Europol has launched the latest phase of its Operation Endgame, looking to disrupt the activities of some of the largest malware operations active today.

A press release published on Europol’s website claims between November 10 and 13 its agents, together with national law enforcement agencies from a handful of European countries, disrupted Rhadamanthys, VenomRAT, and Elysium.

The activities resulted in more than 1,000 servers either taken down or disrupted, 20 domains seized, and 11 locations searched (one in Germany and Greece, and nine in the Netherlands).
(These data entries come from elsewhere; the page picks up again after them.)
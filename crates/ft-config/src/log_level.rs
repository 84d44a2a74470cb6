use crate::DEFAULT_LOG_LEVEL_STRING;

use std::ops::Deref;
use std::str::FromStr;

use log::LevelFilter;
use serde::{Deserialize, Deserializer};

/// Wrapper for LevelFilter with lenient deserialization
#[derive(Debug, Clone, Copy, PartialEq, Eq)]
pub struct LogLevel(pub LevelFilter);

impl<'de> Deserialize<'de> for LogLevel {
    fn deserialize<D>(deserializer: D) -> Result<Self, D::Error>
    where
        D: Deserializer<'de>,
    {
        let s = String::deserialize(deserializer)
            .unwrap_or_else(|_| String::from(DEFAULT_LOG_LEVEL_STRING));

        Ok(LogLevel::parse_lenient(&s))
    }
}

impl LogLevel {
    /// Unknown names map to Info.
    pub fn parse_lenient(s: &str) -> Self {
        match s.to_lowercase().as_str() {
            "off" => LogLevel(LevelFilter::Off),
            "error" => LogLevel(LevelFilter::Error),
            "warn" => LogLevel(LevelFilter::Warn),
            "info" => LogLevel(LevelFilter::Info),
            "debug" => LogLevel(LevelFilter::Debug),
            "trace" => LogLevel(LevelFilter::Trace),
            _ => LogLevel(LevelFilter::Info),
        }
    }
}

impl From<LogLevel> for LevelFilter {
    fn from(log_level: LogLevel) -> Self {
        log_level.0
    }
}

impl Deref for LogLevel {
    type Target = LevelFilter;

    fn deref(&self) -> &Self::Target {
        &self.0
    }
}

impl FromStr for LogLevel {
    type Err = std::convert::Infallible;

    fn from_str(s: &str) -> Result<Self, Self::Err> {
        Ok(LogLevel::parse_lenient(s))
    }
}
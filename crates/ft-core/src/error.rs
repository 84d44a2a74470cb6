use std::result::Result as StdResult;

use error_location::ErrorLocation;
use thiserror::Error;

#[derive(Error, Debug)]
pub enum CoreError {
    #[error("Invalid role: {value} {location}")]
    InvalidRole {
        value: String,
        location: ErrorLocation,
    },
}

pub type Result<T> = StdResult<T, CoreError>;
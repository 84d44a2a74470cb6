use std::sync::RwLock;
use std::sync::atomic::{AtomicUsize, Ordering};

/// Loading indicator and last-error slot shared by every operation of a store.
///
/// `loading` stays true while any request is outstanding. The error slot is
/// cleared when an operation starts and overwritten when one fails, so the
/// most recent failure wins.
#[derive(Debug, Default)]
pub struct StoreStatus {
    in_flight: AtomicUsize,
    error: RwLock<Option<String>>,
}

impl StoreStatus {
    pub fn new() -> Self {
        Self::default()
    }

    /// Mark an operation as started. Loading ends when the guard drops.
    pub fn begin(&self) -> InFlight<'_> {
        self.in_flight.fetch_add(1, Ordering::SeqCst);
        self.set_error(None);
        InFlight { status: self }
    }

    pub fn is_loading(&self) -> bool {
        self.in_flight.load(Ordering::SeqCst) > 0
    }

    pub fn error(&self) -> Option<String> {
        self.error.read().unwrap_or_else(|e| e.into_inner()).clone()
    }

    pub fn set_error(&self, message: Option<String>) {
        *self.error.write().unwrap_or_else(|e| e.into_inner()) = message;
    }
}

/// Guard returned by [`StoreStatus::begin`].
#[derive(Debug)]
pub struct InFlight<'a> {
    status: &'a StoreStatus,
}

impl Drop for InFlight<'_> {
    fn drop(&mut self) {
        self.status.in_flight.fetch_sub(1, Ordering::SeqCst);
    }
}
Furthermore, one person was arrested, suspected of operating VenomRAT.

Europol's activities

The dismantled malware infrastructure consisted of “hundreds of thousands of infected computers containing several million stolen credentials,” Europol explained.
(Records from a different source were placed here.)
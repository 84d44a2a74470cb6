use crate::models::lenient::null_as_default;

use serde::{Deserialize, Serialize};

/// A message addressed to the current user. `read` is the only field the
/// client ever changes locally.
#[derive(Debug, Clone, PartialEq, Eq, Default, Serialize, Deserialize)]
#[serde(default, rename_all = "camelCase")]
pub struct Notification {
    #[serde(deserialize_with = "null_as_default")]
    pub id: String,
    #[serde(deserialize_with = "null_as_default")]
    pub user_id: String,
    #[serde(deserialize_with = "null_as_default")]
    pub message: String,
    #[serde(rename = "type", deserialize_with = "null_as_default")]
    pub kind: String,
    #[serde(deserialize_with = "null_as_default")]
    pub read: bool,
    #[serde(deserialize_with = "null_as_default")]
    pub created_at: String,
}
Many of the victims were oblivious to the fact they were targeted, it added, and said that the main suspect behind the infostealer had access to “over 100,000 crypto wallets” potentially worth millions.
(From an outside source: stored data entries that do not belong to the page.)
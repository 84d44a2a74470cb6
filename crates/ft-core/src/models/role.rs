use crate::{CoreError, CoreResult};

use std::panic::Location;
use std::str::FromStr;

use error_location::ErrorLocation;
use serde::{Deserialize, Serialize};

/// Account role carried in the credential token and the login response.
///
/// Deserialization is lenient: the server may grow roles this client does not
/// know about, and those are treated as [`Role::Client`]. Use [`FromStr`] when
/// the input comes from a user and must be one of the known values.
#[derive(Debug, Clone, Copy, PartialEq, Eq, Hash, Default, Serialize, Deserialize)]
#[serde(from = "String", into = "String")]
pub enum Role {
    #[default]
    Client,
    Trainer,
    Admin,
}

impl Role {
    pub fn as_str(&self) -> &'static str {
        match self {
            Self::Client => "client",
            Self::Trainer => "trainer",
            Self::Admin => "admin",
        }
    }
}

impl FromStr for Role {
    type Err = CoreError;

    #[track_caller]
    fn from_str(s: &str) -> CoreResult<Self> {
        match s {
            "client" => Ok(Self::Client),
            "trainer" => Ok(Self::Trainer),
            "admin" => Ok(Self::Admin),
            _ => Err(CoreError::InvalidRole {
                value: s.to_string(),
                location: ErrorLocation::from(Location::caller()),
            }),
        }
    }
}

impl From<String> for Role {
    fn from(value: String) -> Self {
        Role::from_str(&value).unwrap_or_default()
    }
}

impl From<Role> for String {
    fn from(role: Role) -> Self {
        role.as_str().to_string()
    }
}

impl std::fmt::Display for Role {
    fn fmt(&self, f: &mut std::fmt::Formatter<'_>) -> std::fmt::Result {
        write!(f, "{}", self.as_str())
    }
}
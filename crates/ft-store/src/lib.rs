//! Client-side state for FitTribe: the session store and the entity caches
//! that mirror the current user's bookings and notifications.

pub mod app;
pub mod booking_cache;
pub mod error;
pub mod navigator;
pub mod notification_cache;
pub mod route;
pub mod session;
pub mod status;


pub use app::App;
pub use booking_cache::BookingCache;
pub use error::{Result as StoreResult, StoreError};
pub use navigator::{LogNavigator, Navigator, RecordingNavigator};
pub use notification_cache::NotificationCache;
pub use route::Route;
pub use session::Session;
pub use status::{InFlight, StoreStatus};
News of the operation first surfaced two days ago, when independent security researchers saw Rhadamanthys’ users being locked out of the platform. Those users, as well as the malware’s operators, blamed the German authorities for the disruption, and urged their users to cover up their tracks.

Operation Endgame’s last activity was in May 2025, when Europol and Eurojust dismantled a ransomware kill chain. In that operation, the police seized roughly 300 servers, took down 650 domains, and issued international arrest warrants against 20 individuals. The police also seized €3.5 million in various cryptocurrencies.

Disrupting malware operations is commendable, but without arrests, it is only a matter of time before they resurface. DanaBot, one of operations that were taken down in May, resurfaced six months later, with rebuilt infrastructure and new cryptocurrency wallets to siphon stolen funds to.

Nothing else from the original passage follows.